Stanley Feld M.D.,FACE,MACE
Let us assume that everyone wants the best Healthcare System possible. I have proposed an effective Medical Savings Account system as the backbone to repairing the healthcare system. Many stakeholders would disagree. Their vested interest would be disrupted by a change in the system. However, the system has to change to a self repairing system because the existing system is so dysfunctional. It hardly works anymore for the most important stakeholder the patient.
The difference between the MSA and the present managed care fee for service model is both philosophical and technical. The philosophy difference deals with respect for the consumers (patients) ability to make wise medical choices. The technical component is the ineffective manner information technology is used presently and should be used in the future.
Presently, to control the costs in the system we pass laws and rules and regulation to limit usage and abuse of the system. In turn, we need larger bureaucratic institutions to administer the new rules and regulations. The result is a tremendous waste and an increase in utilization of non value added resources, resulting in increased cost. The increase in cost leads to an increase in healthcare rationing. The resulting fall out is the increasing number of uninsured patients. The result is a further increase in healthcare costs to society. Rather than controlling the perverse incentives the system creates, the increase bureaucracy stimulates more perverse incentives. Individual self interests continue to spend other peoples’ money, while bureaucratic institutions like the government and the insurance industry continue to make more rules and regulations to block the individuals’ self interests.
The Medical Saving Accounts system creates a system that provides incentive for individuals to become prudent purchaser of health care services in a price transparent environment.
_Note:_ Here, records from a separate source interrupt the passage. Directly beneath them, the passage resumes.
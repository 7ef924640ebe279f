//! HTTP API: routes, handlers, middleware, DTOs.

pub mod doc;
pub mod dto;
pub mod handlers;
pub mod middleware;
pub mod routes;
pub mod jwt;
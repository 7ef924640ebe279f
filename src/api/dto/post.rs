//! Post endpoint request/response types.

use serde::{Deserialize, Serialize};
use utoipa::ToSchema;

use crate::models::Post;

/// Public representation of a feed post.
#[derive(Debug, Clone, Serialize, Deserialize, ToSchema)]
pub struct PostResponse {
    pub id: i64,
    pub author_id: i64,
    pub author_username: String,
    pub content: String,
    pub tags: Vec<String>,
    pub likes: u64,
    /// ISO 8601 timestamp
    pub created_at: String,
}

impl From<Post> for PostResponse {
    fn from(post: Post) -> Self {
        Self {
            id: post.id,
            author_id: post.author_id,
            author_username: post.author_username,
            content: post.content,
            tags: post.tags,
            likes: post.likes,
            created_at: post.created_at.to_string(),
        }
    }
}

/// New post submitted by an authenticated user.
#[derive(Debug, Clone, Deserialize, ToSchema)]
pub struct CreatePostRequest {
    pub content: String,
    #[serde(default)]
    pub tags: Vec<String>,
}
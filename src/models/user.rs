//! User model.

use jiff::Timestamp;
use serde::{Deserialize, Serialize};

/// A DevMate user profile.
#[derive(Debug, Clone, PartialEq, Serialize, Deserialize)]
pub struct User {
    pub id: i64,
    pub username: String,
    pub display_name: String,
    pub bio: Option<String>,
    pub location: Option<String>,
    pub skills: Vec<String>,
    pub joined_at: Timestamp,
}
Individuals’ having control over their own health care dollar will be prudent and only purchase services that are needed and worth the price. They are spending their own money, or money awarded to them, and not other peoples’ money. The right amount to spend is their choice as long as the prices reflect the real costs of medical services. The government, the employers and the insurance industry would need to negotiate charges from their real costs in a transparent environment.
The result of negotiating charges on the basis of costs creates a need for innovative thinking by insurance companies, hospitals and physicians. The competitive medical market place of consumer driven healthcare forces the hospitals, insurance companies and physicians to realize it is in their vested interest to lower price, improve quality of care and improve communications with the patient in order to survive.
If we develop this system, the healthcare system would become self repairing and cost efficient.